***** Stored data *****
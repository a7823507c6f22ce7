//! Sides and cell contents.
//!
//! ## Side
//!
//! The two participants: the human player and the machine opponent.
//!
//! ## Cell
//!
//! What a board square holds: nothing, or one side's piece.

use serde::{Deserialize, Serialize};

/// One of the two participants.
#[derive(Clone, Copy, Debug, PartialEq, Eq, Hash, Serialize, Deserialize)]
pub enum Side {
    /// The player driving the game through the request layer.
    Human,
    /// The engine-controlled opponent.
    Machine,
}

impl Side {
    /// Both sides, human first.
    pub const ALL: [Side; 2] = [Side::Human, Side::Machine];

    /// The other side.
    #[must_use]
    pub const fn opponent(self) -> Self {
        match self {
            Side::Human => Side::Machine,
            Side::Machine => Side::Human,
        }
    }

    /// The cell value holding one of this side's pieces.
    #[must_use]
    pub const fn cell(self) -> Cell {
        match self {
            Side::Human => Cell::Human,
            Side::Machine => Cell::Machine,
        }
    }
}

impl std::fmt::Display for Side {
    fn fmt(&self, f: &mut std::fmt::Formatter<'_>) -> std::fmt::Result {
        match self {
            Side::Human => write!(f, "Human"),
            Side::Machine => write!(f, "Machine"),
        }
    }
}

/// Contents of a single board square.
#[derive(Clone, Copy, Debug, Default, PartialEq, Eq, Hash, Serialize, Deserialize)]
pub enum Cell {
    #[default]
    Empty,
    Human,
    Machine,
}

impl Cell {
    /// The side owning the piece on this cell, if any.
    #[must_use]
    pub const fn owner(self) -> Option<Side> {
        match self {
            Cell::Empty => None,
            Cell::Human => Some(Side::Human),
            Cell::Machine => Some(Side::Machine),
        }
    }

    #[must_use]
    pub const fn is_empty(self) -> bool {
        matches!(self, Cell::Empty)
    }

    /// Single-character rendering used by `Board`'s text form.
    #[must_use]
    pub const fn symbol(self) -> char {
        match self {
            Cell::Empty => '.',
            Cell::Human => 'H',
            Cell::Machine => 'M',
        }
    }

    /// Parse the single-character rendering.
    #[must_use]
    pub const fn from_symbol(c: char) -> Option<Self> {
        match c {
            '.' => Some(Cell::Empty),
            'H' => Some(Cell::Human),
            'M' => Some(Cell::Machine),
            _ => None,
        }
    }
}

impl From<Side> for Cell {
    fn from(side: Side) -> Self {
        side.cell()
    }
}
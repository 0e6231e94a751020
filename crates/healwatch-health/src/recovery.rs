//! Recovery actions.
//!
//! One invocation per call and no retries; the orchestrator decides when to
//! try again.

use std::future::Future;
use std::pin::Pin;

use tracing::{debug, error, info};

use healwatch_core::ServiceSpec;

use crate::exec::{run_shell, CommandOutcome, Output};
use crate::probe::truncate_detail;

/// Boxed future returned by [`Recoverer::recover`].
pub type RecoveryFuture<'a> = Pin<Box<dyn Future<Output = bool> + Send + 'a>>;

/// Runs a service's recovery action. Swapped out in tests.
pub trait Recoverer: Send + Sync {
    /// Returns `true` only if the action reported success in time.
    fn recover<'a>(&'a self, spec: &'a ServiceSpec) -> RecoveryFuture<'a>;
}

/// Production recoverer: runs the configured command through `sh -c`.
#[derive(Debug, Default, Clone, Copy)]
pub struct RecoveryExecutor;

impl Recoverer for RecoveryExecutor {
    fn recover<'a>(&'a self, spec: &'a ServiceSpec) -> RecoveryFuture<'a> {
        Box::pin(async move {
            let Some(command) = spec.recovery.as_deref() else {
                debug!(service = %spec.name, "no recovery action configured");
                return false;
            };

            info!(service = %spec.name, %command, "running recovery action");
            // Output is discarded: a service started in the background keeps
            // the streams it inherited long after this call returns.
            let outcome = run_shell(command, spec.recovery_timeout, Output::Discard).await;
            match &outcome {
                CommandOutcome::Exited { success: true, .. } => {
                    info!(service = %spec.name, "recovery action succeeded");
                    true
                }
                CommandOutcome::TimedOut => {
                    error!(
                        service = %spec.name,
                        timeout_ms = spec.recovery_timeout.as_millis() as u64,
                        "recovery action timed out"
                    );
                    false
                }
                _ => {
                    error!(
                        service = %spec.name,
                        detail = %truncate_detail(&outcome.diagnostic()),
                        "recovery action failed"
                    );
                    false
                }
            }
        })
    }
}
*****
# How to complete this task:
Could you please retype the lines from the start of the data through the line with "pub const fn owner(self)", both included, and nothing else?

# Answer for this exercise:
repository a7823507c6f22ce7
//! Sides and cell contents.
//!
//! ## Side
//!
//! The two participants: the human player and the machine opponent.
//!
//! ## Cell
//!
//! What a board square holds: nothing, or one side's piece.

use serde::{Deserialize, Serialize};

/// One of the two participants.
#[derive(Clone, Copy, Debug, PartialEq, Eq, Hash, Serialize, Deserialize)]
pub enum Side {
    /// The player driving the game through the request layer.
    Human,
    /// The engine-controlled opponent.
    Machine,
}

impl Side {
    /// Both sides, human first.
    pub const ALL: [Side; 2] = [Side::Human, Side::Machine];

    /// The other side.
    #[must_use]
    pub const fn opponent(self) -> Self {
        match self {
            Side::Human => Side::Machine,
            Side::Machine => Side::Human,
        }
    }

    /// The cell value holding one of this side's pieces.
    #[must_use]
    pub const fn cell(self) -> Cell {
        match self {
            Side::Human => Cell::Human,
            Side::Machine => Cell::Machine,
        }
    }
}

impl std::fmt::Display for Side {
    fn fmt(&self, f: &mut std::fmt::Formatter<'_>) -> std::fmt::Result {
        match self {
            Side::Human => write!(f, "Human"),
            Side::Machine => write!(f, "Machine"),
        }
    }
}

/// Contents of a single board square.
#[derive(Clone, Copy, Debug, Default, PartialEq, Eq, Hash, Serialize, Deserialize)]
pub enum Cell {
    #[default]
    Empty,
    Human,
    Machine,
}

impl Cell {
    /// The side owning the piece on this cell, if any.
    #[must_use]
    pub const fn owner(self) -> Option<Side> {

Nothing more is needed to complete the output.